PROBLEM TO WORK ON -
The response must contain every line from the records below that has "Debug".
---------- DATASET RECORDS ----------
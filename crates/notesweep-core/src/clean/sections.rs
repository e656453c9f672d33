//! Empty section pruning
//!
//! A section is a heading line plus every line up to the next heading (of any
//! level) or the end of the text. Sections are never materialized; the text is
//! classified into line spans and empty sections are filtered out.

use std::ops::Range;

use once_cell::sync::Lazy;
use regex::Regex;

static HEADING_RE: Lazy<Regex> =
    Lazy::new(|| Regex::new(r"^#+\s").expect("heading pattern is valid"));

/// Classification of a run of lines
#[derive(Debug, Clone, Copy, PartialEq, Eq)]
pub enum SpanKind {
    /// A heading with at least one non-blank line before the next heading
    HeadingWithContent,
    /// A heading and the blank lines following it
    EmptySection,
    /// Any line that is not a heading
    Body,
}

/// Range of line indices sharing one classification
#[derive(Debug, Clone, PartialEq, Eq)]
pub struct LineSpan {
    pub kind: SpanKind,
    pub lines: Range<usize>,
}

pub fn is_heading(line: &str) -> bool {
    HEADING_RE.is_match(line)
}

fn is_blank(line: &str) -> bool {
    line.trim().is_empty()
}

/// Classify `lines` into consecutive spans covering every line exactly once.
///
/// Headings are judged independently of their level: a `##` heading followed
/// only by blank lines before a `#` heading is empty even if the `#` section
/// has content.
pub fn classify<'a>(lines: &'a [&'a str]) -> impl Iterator<Item = LineSpan> + 'a {
    let mut start = 0;
    std::iter::from_fn(move || {
        if start >= lines.len() {
            return None;
        }

        let at = start;
        if !is_heading(lines[at]) {
            start += 1;
            return Some(LineSpan {
                kind: SpanKind::Body,
                lines: at..at + 1,
            });
        }

        let end = lines[at + 1..]
            .iter()
            .position(|line| is_heading(line))
            .map_or(lines.len(), |offset| at + 1 + offset);

        if lines[at + 1..end].iter().all(|line| is_blank(line)) {
            start = end;
            Some(LineSpan {
                kind: SpanKind::EmptySection,
                lines: at..end,
            })
        } else {
            // Body lines of a non-empty section are emitted one by one
            start = at + 1;
            Some(LineSpan {
                kind: SpanKind::HeadingWithContent,
                lines: at..at + 1,
            })
        }
    })
}

/// Remove headings that have nothing but blank lines beneath them,
/// together with those blank lines.
pub fn prune_empty_sections(text: &str) -> String {
    let lines: Vec<&str> = text.split('\n').collect();
    let lines = lines.as_slice();

    classify(lines)
        .filter(|span| span.kind != SpanKind::EmptySection)
        .flat_map(move |span| lines[span.lines].iter().copied())
        .collect::<Vec<_>>()
        .join("\n")
}
use super::blocks::{BlockStripper, BUTTON_TAG, TASKS_TAG};
use super::sections::prune_empty_sections;
use crate::config::CleanupConfig;

/// The ordered set of rewrites applied to an eligible note
///
/// Block stripping runs before pruning so a section whose only content was a
/// removed block is pruned in the same pass.
#[derive(Debug, Clone)]
pub struct Pipeline {
    buttons: Option<BlockStripper>,
    task_queries: Option<BlockStripper>,
    prune_sections: bool,
}

impl Pipeline {
    pub fn new(config: &CleanupConfig) -> Self {
        Self {
            buttons: config.strip_buttons.then(|| BlockStripper::new(BUTTON_TAG)),
            task_queries: config
                .strip_task_queries
                .then(|| BlockStripper::new(TASKS_TAG)),
            prune_sections: config.prune_empty_sections,
        }
    }

    /// Apply the enabled rewrites, then trim the result and end it with a
    /// single newline.
    ///
    /// Passes repeat until the text stops changing. Trimming can turn an
    /// indented line into a heading, and removing a block can splice a new
    /// fence together, so one pass is not always enough.
    pub fn apply(&self, text: &str) -> String {
        let mut out = self.pass(text);
        loop {
            // Every change after the first pass removes at least one
            // non-whitespace character, so this terminates.
            let next = self.pass(&out);
            if next == out {
                return out;
            }
            out = next;
        }
    }

    fn pass(&self, text: &str) -> String {
        let mut out = text.to_string();

        for stripper in [&self.buttons, &self.task_queries].into_iter().flatten() {
            out = stripper.strip(&out).into_owned();
        }

        if self.prune_sections {
            out = prune_empty_sections(&out);
        }

        let mut normalized = out.trim().to_string();
        normalized.push('\n');
        normalized
    }
}

/// Run the cleanup rewrites configured in `config` over `text`
pub fn apply(text: &str, config: &CleanupConfig) -> String {
    Pipeline::new(config).apply(text)
}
----------
TASK ANSWER -
#[derive(Debug, Clone, Copy, PartialEq, Eq)]
#[derive(Debug, Clone, PartialEq, Eq)]
#[derive(Debug, Clone)]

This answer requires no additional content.